RNA is an inferred inhibitor of the ssDNA cytosine deaminase activity of A3B based on experiments in which exogenous RNase A treatment is required to detect ssDNA deaminase activity in cancer cell extracts (e.g., refs.22,58). We therefore wondered whether the RNA in R-loop structures might inhibit the ssDNA deaminase activity of A3B on the unpaired ssDNA strand. Qualitative single timepoint reactions indicated clear activity on free ssDNA cytosines and potentially reduced activities on ssDNA cytosines in a bubble, short R-loop, and long R-loop structures (Fig. 7c). A quantitative time course comparing A3B activity on free ssDNA versus ssDNA in the context of an R-loop structure indicated that the latter substrate is only about 2-fold less preferred (Fig. 7d). These data showed that R-loops can be substrates for A3B-catalyzed ssDNA deamination. The 2-fold diminution in activity may be due to ssDNA inaccessibility caused by the relatively short nature of the synthetic R-loop (21 nucleotides) and/or to competition with unpaired ssDNA or ssRNA.
To gain additional mechanistic insights into A3B function in R-loop biology, we analyzed the nucleoplasmic R-loop phenotypes of an A3B mutant defective in nuclear localization (Mut1)86 and a mutant incapable of binding strongly to nucleic acid (Mut2)85. Both of these activities are governed by the N-terminal domain (NTD) of A3B, and are independent of the C-terminal domain (CTD) that binds much more weakly to ssDNA and catalyzes deamination67,85,86. We confirmed the nuclear localization defect of the Mut1 and, interestingly, showed that Mut2 still retains this hallmark activity (Fig. 7e).

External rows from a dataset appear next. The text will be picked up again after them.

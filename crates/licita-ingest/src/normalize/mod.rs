//! Mapping of extracted records onto the canonical [`ContractDto`]

pub mod codes;
pub mod date;
pub mod money;
pub mod region;

pub use codes::{map_contract_type, map_procedure, map_status};
pub use date::{normalize_date, parse_date};
pub use money::parse_decimal;
pub use region::infer_region;

use crate::extract::ExtractedRecord;
use licita_common::{ContractDto, ContractStatus};
use serde::Serialize;

/// Flat record produced by sources that do not publish licitacion documents
///
/// Values are kept as published; the normalizer parses them.
#[derive(Debug, Clone, Default, PartialEq, Serialize)]
pub struct RawContract {
    pub external_id: Option<String>,
    pub title: Option<String>,
    pub description: Option<String>,
    pub budget: Option<String>,
    pub awarded_amount: Option<String>,
    pub contracting_authority: Option<String>,
    pub awarded_to_name: Option<String>,
    pub awarded_to_tax_id: Option<String>,
    pub publication_date: Option<String>,
    pub deadline_date: Option<String>,
    pub award_date: Option<String>,
    pub procedure_type: Option<String>,
    pub contract_type: Option<String>,
    pub status: Option<String>,
    pub region: Option<String>,
    pub municipality: Option<String>,
    pub source_url: Option<String>,
    /// Source-specific classification, e.g. the bulletin item kind
    pub category: Option<String>,
}

/// What a source hands to the normalizer
#[derive(Debug, Clone, PartialEq, Serialize)]
#[serde(tag = "kind", rename_all = "snake_case")]
pub enum SourceRecord {
    Licitacion(ExtractedRecord),
    Flat(RawContract),
}

impl SourceRecord {
    /// Identifier used in logs and raw upserts
    pub fn reference(&self) -> Option<&str> {
        match self {
            SourceRecord::Licitacion(record) => non_blank(Some(&record.identifier))
                .or_else(|| non_blank(record.expedition_number.as_deref())),
            SourceRecord::Flat(raw) => non_blank(raw.external_id.as_deref()),
        }
    }
}

/// Source-aware normalizer
#[derive(Debug, Clone)]
pub struct Normalizer {
    platform: String,
    default_status: ContractStatus,
}

impl Normalizer {
    pub fn new(platform: impl Into<String>, default_status: ContractStatus) -> Self {
        Self {
            platform: platform.into(),
            default_status,
        }
    }

    pub fn platform(&self) -> &str {
        &self.platform
    }

    /// Canonical record, or `None` when the identifier or title is missing
    pub fn normalize(&self, record: &SourceRecord) -> Option<ContractDto> {
        let dto = match record {
            SourceRecord::Licitacion(licitacion) => self.from_licitacion(licitacion)?,
            SourceRecord::Flat(raw) => self.from_flat(raw)?,
        };
        dto.is_valid().then_some(dto)
    }

    fn from_licitacion(&self, record: &ExtractedRecord) -> Option<ContractDto> {
        let external_id = non_blank(Some(&record.identifier))
            .or_else(|| non_blank(record.expedition_number.as_deref()))?;
        let title = non_blank(record.contract_object.as_deref())?;

        let authority = non_blank(record.contracting_authority.as_deref());
        let first_result = record.results.first();
        let first_company = first_result.and_then(|r| r.companies.first());

        let region = authority
            .map(infer_region)
            .filter(|r| !r.is_empty())
            .or_else(|| record.execution_place_name.as_deref().map(infer_region))
            .unwrap_or_default();

        Some(ContractDto {
            external_id: external_id.to_string(),
            title: title.to_string(),
            description: record.contract_object.clone(),
            budget: record
                .budget_without_taxes
                .clone()
                .or_else(|| record.estimated_value.clone())
                .or_else(|| record.budget_with_taxes.clone()),
            awarded_amount: first_company.and_then(|c| {
                c.amount_without_taxes
                    .clone()
                    .or_else(|| c.amount_with_taxes.clone())
            }),
            contracting_authority: authority.map(str::to_string),
            awarded_to_name: first_company.and_then(|c| non_blank(c.name.as_deref())).map(str::to_string),
            awarded_to_tax_id: first_company
                .and_then(|c| non_blank(c.tax_id.as_deref()))
                .map(str::to_string),
            publication_date: record
                .first_publication_date
                .as_deref()
                .and_then(normalize_date)
                .or_else(|| record.update_date.as_deref().and_then(normalize_date)),
            deadline_date: record.submission_deadline.as_deref().and_then(normalize_date),
            award_date: record
                .results
                .iter()
                .find_map(|r| r.award_date.as_deref().and_then(normalize_date)),
            procedure_type: map_procedure(record.procedure_type.as_deref()),
            contract_type: map_contract_type(record.contract_type.as_deref(), title),
            status: map_status(
                record.status.as_deref().or(record.status_phase.as_deref()),
                self.default_status,
            ),
            cpv_code: non_blank(record.cpv_code.as_deref()).map(str::to_string),
            region,
            municipality: non_blank(record.municipality.as_deref())
                .or_else(|| non_blank(record.execution_place_name.as_deref()))
                .map(str::to_string),
            source_url: non_blank(record.link.as_deref()).map(str::to_string),
            source_platform: self.platform.clone(),
        })
    }

    fn from_flat(&self, raw: &RawContract) -> Option<ContractDto> {
        let external_id = non_blank(raw.external_id.as_deref())?;
        let title = non_blank(raw.title.as_deref())?;
        let authority = non_blank(raw.contracting_authority.as_deref());

        let region = non_blank(raw.region.as_deref())
            .map(str::to_string)
            .unwrap_or_else(|| authority.map(infer_region).unwrap_or_default());

        Some(ContractDto {
            external_id: external_id.to_string(),
            title: title.to_string(),
            description: non_blank(raw.description.as_deref()).map(str::to_string),
            budget: raw.budget.as_deref().and_then(parse_decimal),
            awarded_amount: raw.awarded_amount.as_deref().and_then(parse_decimal),
            contracting_authority: authority.map(str::to_string),
            awarded_to_name: non_blank(raw.awarded_to_name.as_deref()).map(str::to_string),
            awarded_to_tax_id: non_blank(raw.awarded_to_tax_id.as_deref()).map(str::to_string),
            publication_date: raw.publication_date.as_deref().and_then(normalize_date),
            deadline_date: raw.deadline_date.as_deref().and_then(normalize_date),
            award_date: raw.award_date.as_deref().and_then(normalize_date),
            procedure_type: map_procedure(raw.procedure_type.as_deref()),
            contract_type: map_contract_type(raw.contract_type.as_deref(), title),
            status: map_status(raw.status.as_deref(), self.default_status),
            cpv_code: None,
            region,
            municipality: non_blank(raw.municipality.as_deref()).map(str::to_string),
            source_url: non_blank(raw.source_url.as_deref()).map(str::to_string),
            source_platform: self.platform.clone(),
        })
    }
}

fn non_blank(value: Option<&str>) -> Option<&str> {
    value.map(str::trim).filter(|v| !v.is_empty())
}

Mut2 was also purified and, in contrast to the wild-type enzyme, confirmed defective in binding to ssRNA and ssDNA using EMSAs (Fig. S5a and Fig. 7f). However, Mut2 still retained high levels of ssDNA deaminase activity and was similarly active on free ssDNA and short R-loop ssDNA (Fig. 7g). This result is consistent with the possibility that unannealed nucleic acid may interfere with the deaminase activity of the WT enzyme (above) but not with Mut2, which has reduced nucleic acid binding activity. Most importantly, in contrast to WT A3B, neither mutant was capable of decreasing nucleoplasmic R-loop levels following JQ1 treatment (Fig. 7h). The separation-of-function Mut2 protein also had a diminished capacity to co-IP interactors (Fig. S1f). These results indicated that both nuclear localization and nucleic acid binding activities are required for A3B to alter nucleoplasmic R-loop levels.

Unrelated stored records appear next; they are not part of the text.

//! Sink interface handing records to external persistence
//!
//! The pipeline only talks to [`ContractSink`]; storage engines live outside
//! this crate. Sinks upsert by `external_id`, the pipeline never retries a
//! failed write.

use crate::normalize::SourceRecord;
use async_trait::async_trait;
use chrono::{DateTime, Utc};
use licita_common::types::RunReport;
use licita_common::{ContractDto, LicitaError, Result};
use serde::Serialize;
use serde_jsonlines::JsonLinesWriter;
use std::collections::BTreeMap;
use std::fs::File;
use std::io::BufWriter;
use std::path::{Path, PathBuf};
use tokio::sync::Mutex;
use tracing::{debug, info};

/// Source record kept verbatim next to the normalized contract
#[derive(Debug, Clone, Serialize)]
pub struct RawRecord {
    pub source: String,
    pub reference: String,
    pub fetched_at: DateTime<Utc>,
    pub record: SourceRecord,
}

#[async_trait]
pub trait ContractSink: Send + Sync {
    async fn upsert_raw(&self, record: &RawRecord) -> Result<()>;

    async fn upsert_contract(&self, contract: &ContractDto) -> Result<()>;

    /// Called once per source run, after the last record
    async fn finish(&self, report: &RunReport) -> Result<()>;
}

#[derive(Default)]
struct MemoryState {
    contracts: BTreeMap<String, ContractDto>,
    raw: Vec<RawRecord>,
    reports: Vec<RunReport>,
}

/// In-process sink; the latest write for an `external_id` wins
#[derive(Default)]
pub struct MemorySink {
    state: Mutex<MemoryState>,
}

impl MemorySink {
    pub fn new() -> Self {
        Self::default()
    }

    /// Stored contracts ordered by `external_id`
    pub async fn contracts(&self) -> Vec<ContractDto> {
        self.state.lock().await.contracts.values().cloned().collect()
    }

    pub async fn get(&self, external_id: &str) -> Option<ContractDto> {
        self.state.lock().await.contracts.get(external_id).cloned()
    }

    pub async fn raw_records(&self) -> Vec<RawRecord> {
        self.state.lock().await.raw.clone()
    }

    pub async fn reports(&self) -> Vec<RunReport> {
        self.state.lock().await.reports.clone()
    }
}

#[async_trait]
impl ContractSink for MemorySink {
    async fn upsert_raw(&self, record: &RawRecord) -> Result<()> {
        self.state.lock().await.raw.push(record.clone());
        Ok(())
    }

    async fn upsert_contract(&self, contract: &ContractDto) -> Result<()> {
        if !contract.is_valid() {
            return Err(LicitaError::Validation(format!(
                "contract without identity: {:?}",
                contract.external_id
            )));
        }
        self.state
            .lock()
            .await
            .contracts
            .insert(contract.dedupe_key().to_string(), contract.clone());
        Ok(())
    }

    async fn finish(&self, report: &RunReport) -> Result<()> {
        self.state.lock().await.reports.push(report.clone());
        Ok(())
    }
}

type LineWriter = JsonLinesWriter<BufWriter<File>>;

fn create_writer(path: &Path) -> Result<LineWriter> {
    if let Some(parent) = path.parent().filter(|p| !p.as_os_str().is_empty()) {
        std::fs::create_dir_all(parent)?;
    }
    let file = File::create(path)?;
    Ok(JsonLinesWriter::new(BufWriter::new(file)))
}

/// Writes one JSON document per line
///
/// Contracts go to one file, raw records optionally to another. Repeated
/// `external_id`s are written as they come; consumers keep the last one.
pub struct JsonLinesSink {
    path: PathBuf,
    contracts: Mutex<LineWriter>,
    raw: Option<Mutex<LineWriter>>,
}

impl JsonLinesSink {
    pub fn create(path: impl Into<PathBuf>, raw_path: Option<&Path>) -> Result<Self> {
        let path = path.into();
        let contracts = Mutex::new(create_writer(&path)?);
        let raw = raw_path.map(create_writer).transpose()?.map(Mutex::new);

        info!(path = %path.display(), raw = raw.is_some(), "Writing JSON lines");
        Ok(Self {
            path,
            contracts,
            raw,
        })
    }

    pub fn path(&self) -> &Path {
        &self.path
    }
}

#[async_trait]
impl ContractSink for JsonLinesSink {
    async fn upsert_raw(&self, record: &RawRecord) -> Result<()> {
        if let Some(raw) = &self.raw {
            raw.lock().await.write(record)?;
        }
        Ok(())
    }

    async fn upsert_contract(&self, contract: &ContractDto) -> Result<()> {
        self.contracts.lock().await.write(contract)?;
        Ok(())
    }

    async fn finish(&self, report: &RunReport) -> Result<()> {
        self.contracts.lock().await.flush()?;
        if let Some(raw) = &self.raw {
            raw.lock().await.flush()?;
        }
        debug!(path = %self.path.display(), source = %report.source, "Flushed JSON lines");
        Ok(())
    }
}
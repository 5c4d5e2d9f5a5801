//! Shared fixtures for integration tests

#![allow(dead_code, clippy::unwrap_used, clippy::expect_used)]

use licita_ingest::config::{HttpSettings, IngestConfig};
use std::io::{Cursor, Write};
use wiremock::matchers::{method, path};
use wiremock::{Mock, MockServer, ResponseTemplate};
use zip::write::SimpleFileOptions;

pub const ARCHIVE_DIR: &str = "/datosabiertos";

/// Legacy licitacion document as it appears, escaped, inside `<content>`
pub fn licitacion(object: Option<&str>, budget: &str, status: &str, procedure: &str) -> String {
    let object = object
        .map(|o| format!("<objetoContrato>{}</objetoContrato>", o))
        .unwrap_or_default();
    format!(
        "<licitacion>{object}<estado>{status}</estado>\
         <presupuestoSinImpuestos>{budget}</presupuestoSinImpuestos>\
         <tipoProcedimiento>{procedure}</tipoProcedimiento>\
         <organoContratacion>Ayuntamiento de Sevilla</organoContratacion>\
         <fechaPrimeraPublicacion>29/11/2025</fechaPrimeraPublicacion>\
         </licitacion>"
    )
}

fn escape(markup: &str) -> String {
    markup.replace('&', "&amp;").replace('<', "&lt;").replace('>', "&gt;")
}

/// One Atom entry; `None` leaves the element out
pub fn entry(id: Option<&str>, title: Option<&str>, content: &str) -> String {
    let id = id.map(|i| format!("<id>{}</id>", i)).unwrap_or_default();
    let title = title.map(|t| format!("<title>{}</title>", t)).unwrap_or_default();
    format!(
        r#"<entry>{id}{title}<updated>2025-11-29T10:00:00+01:00</updated>
<link href="https://contrataciondelestado.es/wps/poc?uri=deeplink:detalle_licitacion"/>
<content type="text">{}</content></entry>"#,
        escape(content)
    )
}

pub fn feed(id: &str, previous: Option<&str>, entries: &[String]) -> String {
    let link = previous
        .map(|p| format!(r#"<link rel="previous-archive" href="{}"/>"#, p))
        .unwrap_or_default();
    format!(
        r#"<?xml version="1.0" encoding="UTF-8"?>
<feed xmlns="http://www.w3.org/2005/Atom"><id>{id}</id><title>Licitaciones</title>{link}
{}</feed>"#,
        entries.concat()
    )
}

/// Zip container holding `(name, content)` files
pub fn zip_of(files: &[(&str, String)]) -> Vec<u8> {
    let mut writer = zip::ZipWriter::new(Cursor::new(Vec::new()));
    for (name, content) in files {
        writer.start_file(*name, SimpleFileOptions::default()).unwrap();
        writer.write_all(content.as_bytes()).unwrap();
    }
    writer.finish().unwrap().into_inner()
}

pub fn index_page(files: &[&str]) -> String {
    let links: String = files
        .iter()
        .map(|f| format!(r#"<li><a href="{}">{}</a></li>"#, f, f))
        .collect();
    format!("<html><body><ul>{}<li><a href=\"readme.txt\">readme</a></li></ul></body></html>", links)
}

/// Serve an index page listing `archives` and each archive body
pub async fn serve_listing(server: &MockServer, archives: Vec<(&str, Vec<u8>)>) {
    let names: Vec<&str> = archives.iter().map(|(name, _)| *name).collect();
    Mock::given(method("GET"))
        .and(path(format!("{}/index.html", ARCHIVE_DIR)))
        .respond_with(ResponseTemplate::new(200).set_body_string(index_page(&names)))
        .mount(server)
        .await;

    for (name, body) in archives {
        Mock::given(method("GET"))
            .and(path(format!("{}/{}", ARCHIVE_DIR, name)))
            .respond_with(ResponseTemplate::new(200).set_body_bytes(body))
            .mount(server)
            .await;
    }
}

/// Configuration pointing every URL at the mock server
pub fn config_for(server: &MockServer) -> IngestConfig {
    let listing = format!("{}{}/index.html", server.uri(), ARCHIVE_DIR);
    IngestConfig {
        http: HttpSettings {
            max_retries: 0,
            ..HttpSettings::default()
        },
        syndication_url: listing.clone(),
        listing_url: listing,
        bulletin_url: format!("{}/sumario", server.uri()),
        ..IngestConfig::default()
    }
}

Genome-wide associations between APOBEC3 signature mutations, gene overexpression, and splicing defects
The involvement of A3B in transcription-dependent R-loop biology led us next to evaluate whether transcribed genes may be preferred sites of mutagenesis. Specifically, we propose a working model in which exposed ssDNA cytosines in R-loop regions are deaminated by A3B and resolved into mutagenic or non-mutagenic outcomes (Fig. 8a and Discussion). Non-mutagenic outcomes are likely to comprise most resolution events, but these leave no genomic scars and, thus, are invisible to bioinformatics analyses. However, mutagenic R-loop resolution outcomes are predicted to reflect the intrinsic structural preference of A3B for deamination of cytosines in TC motifs7,87,88 and more broadly in TCW and RTCW extended motifs as defined experimentally and computationally23,26. For comparison, A3A elicits a preference for YTCW23,26,89.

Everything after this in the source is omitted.